Stored data entries:
+--

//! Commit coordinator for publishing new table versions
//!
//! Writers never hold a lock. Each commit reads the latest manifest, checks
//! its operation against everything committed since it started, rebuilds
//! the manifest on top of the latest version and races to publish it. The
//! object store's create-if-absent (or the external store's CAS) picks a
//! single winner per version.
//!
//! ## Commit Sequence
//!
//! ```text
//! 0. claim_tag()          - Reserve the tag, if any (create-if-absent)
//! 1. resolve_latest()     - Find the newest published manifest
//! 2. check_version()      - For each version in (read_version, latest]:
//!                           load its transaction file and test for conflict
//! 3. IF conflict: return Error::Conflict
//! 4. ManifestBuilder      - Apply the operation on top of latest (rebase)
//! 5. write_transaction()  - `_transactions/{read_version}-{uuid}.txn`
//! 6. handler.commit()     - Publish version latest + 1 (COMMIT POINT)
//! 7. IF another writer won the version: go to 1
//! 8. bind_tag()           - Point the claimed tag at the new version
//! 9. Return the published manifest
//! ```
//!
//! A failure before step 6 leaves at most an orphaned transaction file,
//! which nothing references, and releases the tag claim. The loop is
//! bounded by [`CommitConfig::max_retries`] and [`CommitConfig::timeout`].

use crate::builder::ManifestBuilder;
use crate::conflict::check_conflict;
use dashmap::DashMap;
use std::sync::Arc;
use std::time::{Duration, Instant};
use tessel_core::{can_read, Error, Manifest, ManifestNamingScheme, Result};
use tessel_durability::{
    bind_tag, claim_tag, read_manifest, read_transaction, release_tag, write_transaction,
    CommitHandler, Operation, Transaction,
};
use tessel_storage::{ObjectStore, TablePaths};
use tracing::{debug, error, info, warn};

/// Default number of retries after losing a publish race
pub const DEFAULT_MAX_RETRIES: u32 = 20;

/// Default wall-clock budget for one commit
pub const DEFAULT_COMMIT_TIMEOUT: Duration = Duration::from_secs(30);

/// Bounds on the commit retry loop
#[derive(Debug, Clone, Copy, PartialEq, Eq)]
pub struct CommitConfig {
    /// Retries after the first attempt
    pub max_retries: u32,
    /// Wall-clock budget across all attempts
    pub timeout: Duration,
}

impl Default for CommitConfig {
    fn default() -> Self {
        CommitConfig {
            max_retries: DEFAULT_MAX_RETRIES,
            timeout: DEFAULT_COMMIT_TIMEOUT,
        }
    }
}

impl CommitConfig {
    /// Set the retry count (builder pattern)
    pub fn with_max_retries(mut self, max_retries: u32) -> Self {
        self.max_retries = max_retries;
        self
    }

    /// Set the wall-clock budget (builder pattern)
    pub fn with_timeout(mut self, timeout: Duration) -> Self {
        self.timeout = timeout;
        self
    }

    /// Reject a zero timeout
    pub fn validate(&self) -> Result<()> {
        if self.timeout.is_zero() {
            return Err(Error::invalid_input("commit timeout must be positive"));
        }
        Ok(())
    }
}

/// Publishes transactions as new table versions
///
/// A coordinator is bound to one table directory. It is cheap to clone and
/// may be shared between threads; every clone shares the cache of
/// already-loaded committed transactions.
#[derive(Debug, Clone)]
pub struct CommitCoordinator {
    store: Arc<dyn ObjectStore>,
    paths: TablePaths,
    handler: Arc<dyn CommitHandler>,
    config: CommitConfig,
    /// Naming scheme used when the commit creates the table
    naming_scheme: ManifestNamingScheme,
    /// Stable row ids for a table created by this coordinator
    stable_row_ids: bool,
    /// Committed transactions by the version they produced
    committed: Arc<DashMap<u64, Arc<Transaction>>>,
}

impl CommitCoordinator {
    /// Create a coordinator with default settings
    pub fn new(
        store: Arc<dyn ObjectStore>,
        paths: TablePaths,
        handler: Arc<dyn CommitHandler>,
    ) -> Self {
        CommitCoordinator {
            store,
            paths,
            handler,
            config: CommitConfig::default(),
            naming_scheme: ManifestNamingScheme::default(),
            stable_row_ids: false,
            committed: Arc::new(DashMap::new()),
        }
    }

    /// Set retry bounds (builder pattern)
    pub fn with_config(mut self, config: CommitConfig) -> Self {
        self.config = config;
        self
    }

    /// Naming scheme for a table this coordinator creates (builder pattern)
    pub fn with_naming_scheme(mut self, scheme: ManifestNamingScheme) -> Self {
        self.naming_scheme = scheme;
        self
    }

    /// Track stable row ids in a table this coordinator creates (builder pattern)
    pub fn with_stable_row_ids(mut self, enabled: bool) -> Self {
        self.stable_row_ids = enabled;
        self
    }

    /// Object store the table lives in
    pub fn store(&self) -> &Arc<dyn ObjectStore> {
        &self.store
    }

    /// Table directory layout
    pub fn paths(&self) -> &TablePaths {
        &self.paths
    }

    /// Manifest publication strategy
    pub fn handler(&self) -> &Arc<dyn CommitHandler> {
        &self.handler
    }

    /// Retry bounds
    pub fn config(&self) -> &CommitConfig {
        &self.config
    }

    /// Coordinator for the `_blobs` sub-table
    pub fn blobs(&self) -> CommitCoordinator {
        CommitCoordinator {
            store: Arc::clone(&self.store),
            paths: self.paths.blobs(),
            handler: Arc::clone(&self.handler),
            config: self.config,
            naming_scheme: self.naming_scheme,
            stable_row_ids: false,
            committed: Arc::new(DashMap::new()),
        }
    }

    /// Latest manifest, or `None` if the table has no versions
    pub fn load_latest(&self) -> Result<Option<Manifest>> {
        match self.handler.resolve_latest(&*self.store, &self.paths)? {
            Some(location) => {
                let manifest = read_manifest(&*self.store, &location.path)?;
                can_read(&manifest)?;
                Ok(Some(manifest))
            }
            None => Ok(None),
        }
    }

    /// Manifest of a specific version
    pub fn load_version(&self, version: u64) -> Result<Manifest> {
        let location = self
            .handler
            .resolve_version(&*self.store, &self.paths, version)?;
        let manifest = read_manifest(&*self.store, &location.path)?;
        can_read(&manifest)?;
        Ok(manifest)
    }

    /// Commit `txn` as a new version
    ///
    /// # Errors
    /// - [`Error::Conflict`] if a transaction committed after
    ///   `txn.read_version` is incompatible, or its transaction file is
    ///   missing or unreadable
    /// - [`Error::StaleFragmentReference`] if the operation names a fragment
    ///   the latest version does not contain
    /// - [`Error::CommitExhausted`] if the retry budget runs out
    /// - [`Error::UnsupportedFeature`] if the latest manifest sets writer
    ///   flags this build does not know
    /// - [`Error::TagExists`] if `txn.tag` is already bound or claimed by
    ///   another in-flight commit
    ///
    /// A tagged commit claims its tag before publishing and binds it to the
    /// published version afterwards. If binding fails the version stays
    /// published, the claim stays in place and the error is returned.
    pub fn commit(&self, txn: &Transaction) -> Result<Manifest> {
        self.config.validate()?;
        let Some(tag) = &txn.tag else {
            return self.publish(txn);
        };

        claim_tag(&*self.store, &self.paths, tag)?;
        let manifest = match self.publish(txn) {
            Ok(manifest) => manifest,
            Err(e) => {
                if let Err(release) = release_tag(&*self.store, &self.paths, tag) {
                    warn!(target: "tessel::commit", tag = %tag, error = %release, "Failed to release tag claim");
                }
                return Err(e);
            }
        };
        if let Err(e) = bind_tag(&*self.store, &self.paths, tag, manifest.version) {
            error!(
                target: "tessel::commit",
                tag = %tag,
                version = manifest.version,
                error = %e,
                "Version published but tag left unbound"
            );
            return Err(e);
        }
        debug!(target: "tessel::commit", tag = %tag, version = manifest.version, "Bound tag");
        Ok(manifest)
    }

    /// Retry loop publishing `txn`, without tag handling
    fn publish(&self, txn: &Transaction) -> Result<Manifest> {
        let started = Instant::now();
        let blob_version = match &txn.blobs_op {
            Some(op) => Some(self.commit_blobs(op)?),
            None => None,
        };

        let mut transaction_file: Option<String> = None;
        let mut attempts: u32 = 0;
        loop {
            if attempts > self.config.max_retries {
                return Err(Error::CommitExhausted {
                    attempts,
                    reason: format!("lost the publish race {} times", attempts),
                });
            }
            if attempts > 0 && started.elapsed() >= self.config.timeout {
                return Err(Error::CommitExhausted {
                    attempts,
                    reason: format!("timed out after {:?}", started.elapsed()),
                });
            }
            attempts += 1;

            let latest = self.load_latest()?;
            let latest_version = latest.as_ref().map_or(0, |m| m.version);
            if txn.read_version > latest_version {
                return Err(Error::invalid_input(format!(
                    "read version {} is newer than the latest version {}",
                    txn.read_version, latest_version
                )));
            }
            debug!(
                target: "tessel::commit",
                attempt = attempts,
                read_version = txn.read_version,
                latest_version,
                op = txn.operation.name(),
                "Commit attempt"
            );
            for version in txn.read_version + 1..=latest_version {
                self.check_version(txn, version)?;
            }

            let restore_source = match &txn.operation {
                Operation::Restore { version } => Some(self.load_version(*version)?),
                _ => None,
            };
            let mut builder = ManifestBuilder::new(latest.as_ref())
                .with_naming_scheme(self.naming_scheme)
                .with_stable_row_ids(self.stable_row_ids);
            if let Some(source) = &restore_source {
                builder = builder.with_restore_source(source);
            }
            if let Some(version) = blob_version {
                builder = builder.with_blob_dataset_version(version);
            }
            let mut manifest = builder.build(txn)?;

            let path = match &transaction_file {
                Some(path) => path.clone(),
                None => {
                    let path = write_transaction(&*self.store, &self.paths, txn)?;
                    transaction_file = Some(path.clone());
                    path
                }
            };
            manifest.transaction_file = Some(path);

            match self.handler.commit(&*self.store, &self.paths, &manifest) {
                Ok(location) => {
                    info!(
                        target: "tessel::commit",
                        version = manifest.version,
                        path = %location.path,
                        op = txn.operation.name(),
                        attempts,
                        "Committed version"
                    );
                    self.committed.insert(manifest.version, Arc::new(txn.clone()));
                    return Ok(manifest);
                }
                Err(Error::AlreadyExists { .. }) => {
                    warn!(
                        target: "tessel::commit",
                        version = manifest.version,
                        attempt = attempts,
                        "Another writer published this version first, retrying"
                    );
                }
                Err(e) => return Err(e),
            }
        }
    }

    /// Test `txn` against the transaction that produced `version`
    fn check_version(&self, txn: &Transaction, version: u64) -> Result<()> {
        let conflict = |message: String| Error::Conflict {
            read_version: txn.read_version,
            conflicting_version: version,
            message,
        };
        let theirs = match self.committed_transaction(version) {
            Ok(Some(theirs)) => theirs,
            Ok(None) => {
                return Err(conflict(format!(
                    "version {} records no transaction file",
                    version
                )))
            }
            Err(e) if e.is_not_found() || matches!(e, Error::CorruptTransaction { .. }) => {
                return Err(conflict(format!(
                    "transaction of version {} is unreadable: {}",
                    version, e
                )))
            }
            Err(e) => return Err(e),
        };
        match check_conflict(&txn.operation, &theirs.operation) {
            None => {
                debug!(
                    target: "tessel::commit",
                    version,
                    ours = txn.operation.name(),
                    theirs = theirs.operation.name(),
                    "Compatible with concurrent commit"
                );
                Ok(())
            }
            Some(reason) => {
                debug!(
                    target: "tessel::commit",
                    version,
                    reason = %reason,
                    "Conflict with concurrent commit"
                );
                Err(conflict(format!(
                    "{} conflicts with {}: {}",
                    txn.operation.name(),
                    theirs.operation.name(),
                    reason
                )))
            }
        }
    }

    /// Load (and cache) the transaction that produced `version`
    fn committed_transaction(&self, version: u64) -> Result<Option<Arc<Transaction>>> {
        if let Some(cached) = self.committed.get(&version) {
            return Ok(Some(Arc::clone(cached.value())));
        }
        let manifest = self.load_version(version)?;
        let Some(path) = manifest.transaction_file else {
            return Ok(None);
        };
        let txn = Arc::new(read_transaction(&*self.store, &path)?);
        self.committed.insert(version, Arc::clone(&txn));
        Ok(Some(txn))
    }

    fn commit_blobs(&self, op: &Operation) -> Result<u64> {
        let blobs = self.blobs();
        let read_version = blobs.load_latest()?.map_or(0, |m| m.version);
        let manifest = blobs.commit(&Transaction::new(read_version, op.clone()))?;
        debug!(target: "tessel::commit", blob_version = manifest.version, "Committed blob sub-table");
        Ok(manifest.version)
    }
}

+--

▶ Work request: All lines with the word "pattern" must be located in the data and copied.

▶ Written reply:
    /// Set the retry count (builder pattern)
    /// Set the wall-clock budget (builder pattern)
    /// Set retry bounds (builder pattern)
    /// Naming scheme for a table this coordinator creates (builder pattern)
    /// Track stable row ids in a table this coordinator creates (builder pattern)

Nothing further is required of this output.